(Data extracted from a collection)
►

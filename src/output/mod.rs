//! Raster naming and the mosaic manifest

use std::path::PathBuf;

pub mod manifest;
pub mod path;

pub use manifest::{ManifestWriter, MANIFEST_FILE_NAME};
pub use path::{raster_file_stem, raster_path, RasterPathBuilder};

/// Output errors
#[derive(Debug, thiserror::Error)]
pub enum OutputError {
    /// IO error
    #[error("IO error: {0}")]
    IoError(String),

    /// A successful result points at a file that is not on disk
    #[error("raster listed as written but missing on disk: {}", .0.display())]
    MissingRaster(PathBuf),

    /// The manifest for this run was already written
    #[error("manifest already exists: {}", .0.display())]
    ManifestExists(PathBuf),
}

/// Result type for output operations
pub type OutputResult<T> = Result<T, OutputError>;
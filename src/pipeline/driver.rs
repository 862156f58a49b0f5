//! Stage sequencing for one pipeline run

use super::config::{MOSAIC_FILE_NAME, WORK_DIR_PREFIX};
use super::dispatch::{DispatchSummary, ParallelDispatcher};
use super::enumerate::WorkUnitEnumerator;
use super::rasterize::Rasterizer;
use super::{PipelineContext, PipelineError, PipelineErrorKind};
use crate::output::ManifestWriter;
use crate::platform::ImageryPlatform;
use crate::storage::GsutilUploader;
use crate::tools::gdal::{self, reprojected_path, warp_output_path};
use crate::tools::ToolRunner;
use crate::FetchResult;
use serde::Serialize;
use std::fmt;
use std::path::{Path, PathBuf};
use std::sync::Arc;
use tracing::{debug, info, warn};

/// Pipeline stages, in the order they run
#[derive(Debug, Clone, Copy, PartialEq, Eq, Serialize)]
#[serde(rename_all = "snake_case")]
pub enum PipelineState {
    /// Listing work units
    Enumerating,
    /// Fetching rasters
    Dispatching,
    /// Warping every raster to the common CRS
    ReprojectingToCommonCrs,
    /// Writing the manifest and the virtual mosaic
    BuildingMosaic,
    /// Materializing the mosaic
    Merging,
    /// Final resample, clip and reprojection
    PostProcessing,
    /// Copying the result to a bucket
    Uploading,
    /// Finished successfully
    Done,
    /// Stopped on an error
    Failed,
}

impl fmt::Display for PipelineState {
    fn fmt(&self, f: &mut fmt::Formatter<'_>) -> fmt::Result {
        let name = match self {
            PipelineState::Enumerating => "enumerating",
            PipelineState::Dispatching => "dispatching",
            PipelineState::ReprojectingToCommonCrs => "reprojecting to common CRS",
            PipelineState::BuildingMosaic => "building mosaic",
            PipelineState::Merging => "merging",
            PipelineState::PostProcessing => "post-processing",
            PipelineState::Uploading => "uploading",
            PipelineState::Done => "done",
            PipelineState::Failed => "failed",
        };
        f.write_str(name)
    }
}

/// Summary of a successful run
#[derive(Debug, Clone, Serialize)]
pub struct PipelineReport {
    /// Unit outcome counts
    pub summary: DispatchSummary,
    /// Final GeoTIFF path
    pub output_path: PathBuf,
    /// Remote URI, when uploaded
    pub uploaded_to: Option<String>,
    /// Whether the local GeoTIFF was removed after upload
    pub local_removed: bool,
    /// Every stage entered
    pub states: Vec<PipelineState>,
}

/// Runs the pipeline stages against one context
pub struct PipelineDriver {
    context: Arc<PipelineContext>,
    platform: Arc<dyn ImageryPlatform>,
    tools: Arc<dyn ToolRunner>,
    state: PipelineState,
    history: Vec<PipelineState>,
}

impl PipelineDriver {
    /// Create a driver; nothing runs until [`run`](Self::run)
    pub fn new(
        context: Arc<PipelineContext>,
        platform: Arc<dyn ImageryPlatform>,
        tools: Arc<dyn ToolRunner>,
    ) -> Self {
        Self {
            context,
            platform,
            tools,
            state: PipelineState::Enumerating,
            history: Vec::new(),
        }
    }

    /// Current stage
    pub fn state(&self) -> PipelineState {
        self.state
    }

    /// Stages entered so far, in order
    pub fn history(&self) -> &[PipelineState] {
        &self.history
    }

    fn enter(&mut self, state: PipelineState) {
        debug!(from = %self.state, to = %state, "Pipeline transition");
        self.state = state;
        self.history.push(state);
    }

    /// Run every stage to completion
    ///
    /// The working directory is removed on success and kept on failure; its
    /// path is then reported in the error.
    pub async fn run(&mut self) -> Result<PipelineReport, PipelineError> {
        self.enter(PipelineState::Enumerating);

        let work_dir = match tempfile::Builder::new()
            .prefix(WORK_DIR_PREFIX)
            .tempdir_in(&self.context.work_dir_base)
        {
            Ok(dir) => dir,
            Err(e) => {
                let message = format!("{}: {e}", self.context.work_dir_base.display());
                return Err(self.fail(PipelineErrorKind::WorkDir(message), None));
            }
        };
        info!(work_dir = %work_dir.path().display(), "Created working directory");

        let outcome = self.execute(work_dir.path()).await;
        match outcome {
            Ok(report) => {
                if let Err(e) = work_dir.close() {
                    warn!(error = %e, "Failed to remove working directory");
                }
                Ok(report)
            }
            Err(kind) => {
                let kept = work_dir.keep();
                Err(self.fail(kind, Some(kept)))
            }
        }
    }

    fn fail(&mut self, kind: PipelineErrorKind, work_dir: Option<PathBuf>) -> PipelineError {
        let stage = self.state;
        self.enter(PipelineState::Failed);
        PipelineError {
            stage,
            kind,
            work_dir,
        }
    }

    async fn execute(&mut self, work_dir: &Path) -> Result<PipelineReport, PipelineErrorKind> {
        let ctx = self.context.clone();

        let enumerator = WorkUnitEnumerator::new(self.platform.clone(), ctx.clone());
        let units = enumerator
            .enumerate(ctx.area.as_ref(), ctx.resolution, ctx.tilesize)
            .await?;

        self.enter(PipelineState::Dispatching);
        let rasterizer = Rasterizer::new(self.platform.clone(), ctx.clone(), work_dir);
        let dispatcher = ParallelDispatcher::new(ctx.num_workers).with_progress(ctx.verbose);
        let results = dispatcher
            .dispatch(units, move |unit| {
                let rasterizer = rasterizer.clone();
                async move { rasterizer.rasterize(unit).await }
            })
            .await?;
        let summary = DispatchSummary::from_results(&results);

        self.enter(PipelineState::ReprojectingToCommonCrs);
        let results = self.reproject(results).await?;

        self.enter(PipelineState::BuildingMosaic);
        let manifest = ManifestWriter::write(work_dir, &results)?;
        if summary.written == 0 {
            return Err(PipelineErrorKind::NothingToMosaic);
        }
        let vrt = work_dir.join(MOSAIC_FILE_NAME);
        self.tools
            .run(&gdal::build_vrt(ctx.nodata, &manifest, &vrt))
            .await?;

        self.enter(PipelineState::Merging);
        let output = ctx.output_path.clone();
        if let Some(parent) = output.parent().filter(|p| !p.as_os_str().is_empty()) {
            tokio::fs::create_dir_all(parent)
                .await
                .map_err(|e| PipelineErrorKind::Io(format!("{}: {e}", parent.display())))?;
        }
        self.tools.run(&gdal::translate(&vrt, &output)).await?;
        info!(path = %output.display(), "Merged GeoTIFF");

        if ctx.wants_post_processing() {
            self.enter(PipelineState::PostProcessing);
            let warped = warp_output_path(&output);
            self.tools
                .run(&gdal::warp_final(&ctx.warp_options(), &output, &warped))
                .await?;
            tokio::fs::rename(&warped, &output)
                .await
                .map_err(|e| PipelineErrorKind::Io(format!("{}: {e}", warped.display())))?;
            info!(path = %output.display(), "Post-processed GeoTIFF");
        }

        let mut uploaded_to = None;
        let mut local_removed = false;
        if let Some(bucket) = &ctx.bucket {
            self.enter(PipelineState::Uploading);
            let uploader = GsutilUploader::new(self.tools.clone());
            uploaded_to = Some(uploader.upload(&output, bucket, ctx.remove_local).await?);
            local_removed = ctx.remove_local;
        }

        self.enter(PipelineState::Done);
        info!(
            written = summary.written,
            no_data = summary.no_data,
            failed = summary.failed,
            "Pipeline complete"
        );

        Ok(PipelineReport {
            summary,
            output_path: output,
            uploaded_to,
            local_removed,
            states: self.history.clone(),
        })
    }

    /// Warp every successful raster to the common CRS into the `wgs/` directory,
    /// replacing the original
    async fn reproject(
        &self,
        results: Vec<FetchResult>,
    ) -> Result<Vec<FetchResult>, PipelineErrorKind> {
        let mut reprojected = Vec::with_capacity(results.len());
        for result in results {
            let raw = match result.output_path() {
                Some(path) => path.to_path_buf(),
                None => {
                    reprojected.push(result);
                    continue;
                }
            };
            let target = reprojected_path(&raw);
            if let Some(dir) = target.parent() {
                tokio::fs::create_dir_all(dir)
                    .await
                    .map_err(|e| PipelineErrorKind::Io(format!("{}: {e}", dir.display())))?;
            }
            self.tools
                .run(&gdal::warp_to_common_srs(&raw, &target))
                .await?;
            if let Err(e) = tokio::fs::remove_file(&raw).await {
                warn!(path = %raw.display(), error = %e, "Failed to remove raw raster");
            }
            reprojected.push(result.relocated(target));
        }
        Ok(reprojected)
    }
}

◄
►

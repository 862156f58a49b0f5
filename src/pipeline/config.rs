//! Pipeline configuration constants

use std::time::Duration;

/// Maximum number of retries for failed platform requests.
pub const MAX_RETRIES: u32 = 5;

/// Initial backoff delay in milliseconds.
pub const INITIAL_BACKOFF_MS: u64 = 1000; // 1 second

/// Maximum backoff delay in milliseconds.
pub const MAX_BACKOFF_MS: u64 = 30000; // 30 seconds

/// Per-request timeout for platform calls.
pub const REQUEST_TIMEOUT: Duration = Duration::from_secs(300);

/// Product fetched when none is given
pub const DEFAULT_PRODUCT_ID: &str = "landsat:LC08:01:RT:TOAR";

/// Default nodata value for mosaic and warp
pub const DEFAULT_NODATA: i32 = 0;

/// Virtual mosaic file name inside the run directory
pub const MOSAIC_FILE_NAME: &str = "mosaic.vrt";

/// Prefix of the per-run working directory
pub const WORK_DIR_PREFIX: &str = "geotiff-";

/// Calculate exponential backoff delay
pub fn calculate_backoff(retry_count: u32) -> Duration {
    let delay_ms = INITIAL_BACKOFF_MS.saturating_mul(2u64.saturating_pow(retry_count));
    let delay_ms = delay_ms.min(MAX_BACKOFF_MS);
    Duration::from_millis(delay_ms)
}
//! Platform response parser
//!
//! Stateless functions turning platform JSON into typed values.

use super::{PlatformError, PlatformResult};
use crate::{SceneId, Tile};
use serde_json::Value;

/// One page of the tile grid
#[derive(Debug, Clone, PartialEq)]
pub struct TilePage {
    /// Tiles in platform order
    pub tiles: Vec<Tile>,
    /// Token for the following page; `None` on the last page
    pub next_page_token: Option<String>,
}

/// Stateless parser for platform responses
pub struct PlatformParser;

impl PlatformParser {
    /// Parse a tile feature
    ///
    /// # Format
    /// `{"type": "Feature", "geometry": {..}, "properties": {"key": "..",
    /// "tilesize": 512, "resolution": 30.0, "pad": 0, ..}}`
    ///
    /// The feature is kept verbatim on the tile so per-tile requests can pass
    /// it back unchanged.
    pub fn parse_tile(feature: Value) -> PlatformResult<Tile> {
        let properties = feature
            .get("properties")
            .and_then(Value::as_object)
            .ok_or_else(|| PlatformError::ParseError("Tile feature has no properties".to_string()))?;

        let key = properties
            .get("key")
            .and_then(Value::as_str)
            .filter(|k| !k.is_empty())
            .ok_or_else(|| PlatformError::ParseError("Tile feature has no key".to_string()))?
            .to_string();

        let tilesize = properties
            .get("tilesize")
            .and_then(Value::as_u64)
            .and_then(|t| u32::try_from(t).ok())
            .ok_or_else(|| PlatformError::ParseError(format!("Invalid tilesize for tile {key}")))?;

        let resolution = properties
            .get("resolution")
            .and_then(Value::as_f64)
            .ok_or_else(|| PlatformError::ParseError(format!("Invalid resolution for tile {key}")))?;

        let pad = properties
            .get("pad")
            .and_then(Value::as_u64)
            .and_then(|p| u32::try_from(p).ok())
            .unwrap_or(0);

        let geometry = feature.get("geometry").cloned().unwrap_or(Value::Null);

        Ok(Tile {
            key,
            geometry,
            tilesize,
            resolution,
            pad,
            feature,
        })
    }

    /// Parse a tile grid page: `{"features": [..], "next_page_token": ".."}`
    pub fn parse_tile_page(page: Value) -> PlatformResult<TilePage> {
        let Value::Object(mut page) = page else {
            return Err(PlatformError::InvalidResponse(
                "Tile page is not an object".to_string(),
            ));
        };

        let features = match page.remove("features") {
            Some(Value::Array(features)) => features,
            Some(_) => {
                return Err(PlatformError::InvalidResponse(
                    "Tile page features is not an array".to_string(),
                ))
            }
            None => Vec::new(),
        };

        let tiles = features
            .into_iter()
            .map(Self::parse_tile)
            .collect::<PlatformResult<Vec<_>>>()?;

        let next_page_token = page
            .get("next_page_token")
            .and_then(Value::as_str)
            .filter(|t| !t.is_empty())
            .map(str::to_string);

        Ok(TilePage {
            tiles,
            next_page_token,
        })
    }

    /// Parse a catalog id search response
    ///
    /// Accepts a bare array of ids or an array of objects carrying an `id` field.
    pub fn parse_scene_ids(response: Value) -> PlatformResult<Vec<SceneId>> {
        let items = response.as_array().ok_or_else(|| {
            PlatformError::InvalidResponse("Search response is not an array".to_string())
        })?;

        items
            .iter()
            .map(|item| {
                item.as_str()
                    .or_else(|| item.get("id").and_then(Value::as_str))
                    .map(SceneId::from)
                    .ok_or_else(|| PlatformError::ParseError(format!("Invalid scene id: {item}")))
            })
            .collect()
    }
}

◄
►

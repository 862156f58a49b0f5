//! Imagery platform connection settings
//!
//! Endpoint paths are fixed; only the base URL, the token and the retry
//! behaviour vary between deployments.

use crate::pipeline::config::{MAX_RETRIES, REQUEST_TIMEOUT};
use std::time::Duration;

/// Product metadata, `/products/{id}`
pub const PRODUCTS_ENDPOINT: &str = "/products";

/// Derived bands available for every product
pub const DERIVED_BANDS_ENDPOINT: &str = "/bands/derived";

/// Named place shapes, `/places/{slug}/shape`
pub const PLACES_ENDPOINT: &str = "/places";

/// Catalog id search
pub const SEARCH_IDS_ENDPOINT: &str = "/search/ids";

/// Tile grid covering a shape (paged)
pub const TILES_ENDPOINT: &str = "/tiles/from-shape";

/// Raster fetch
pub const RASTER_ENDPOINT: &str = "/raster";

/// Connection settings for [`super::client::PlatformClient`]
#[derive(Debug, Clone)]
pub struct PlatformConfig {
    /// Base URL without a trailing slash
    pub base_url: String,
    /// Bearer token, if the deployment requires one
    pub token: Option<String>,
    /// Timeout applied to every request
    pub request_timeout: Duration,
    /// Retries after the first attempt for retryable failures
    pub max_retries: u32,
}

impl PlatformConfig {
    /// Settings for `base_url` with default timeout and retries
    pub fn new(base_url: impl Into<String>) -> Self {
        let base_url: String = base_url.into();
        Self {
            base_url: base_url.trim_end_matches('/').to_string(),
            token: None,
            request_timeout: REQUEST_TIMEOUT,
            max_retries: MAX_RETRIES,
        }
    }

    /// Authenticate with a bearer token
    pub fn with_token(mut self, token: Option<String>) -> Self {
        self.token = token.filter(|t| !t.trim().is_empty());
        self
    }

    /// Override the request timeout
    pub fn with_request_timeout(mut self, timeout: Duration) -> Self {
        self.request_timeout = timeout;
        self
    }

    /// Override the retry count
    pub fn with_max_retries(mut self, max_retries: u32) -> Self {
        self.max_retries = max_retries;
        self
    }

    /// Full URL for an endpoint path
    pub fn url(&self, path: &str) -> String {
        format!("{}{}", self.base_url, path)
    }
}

◄

# [EXERCISE GOAL]
Retype exactly the lines of the data above that fall between the line with "let kept = work_dir.keep();" and the line with "let ctx = self.context.clone();", inclusive, and add nothing.

# [REPLY]
                let kept = work_dir.keep();
                Err(self.fail(kind, Some(kept)))
            }
        }
    }

    fn fail(&mut self, kind: PipelineErrorKind, work_dir: Option<PathBuf>) -> PipelineError {
        let stage = self.state;
        self.enter(PipelineState::Failed);
        PipelineError {
            stage,
            kind,
            work_dir,
        }
    }

    async fn execute(&mut self, work_dir: &Path) -> Result<PipelineReport, PipelineErrorKind> {
        let ctx = self.context.clone();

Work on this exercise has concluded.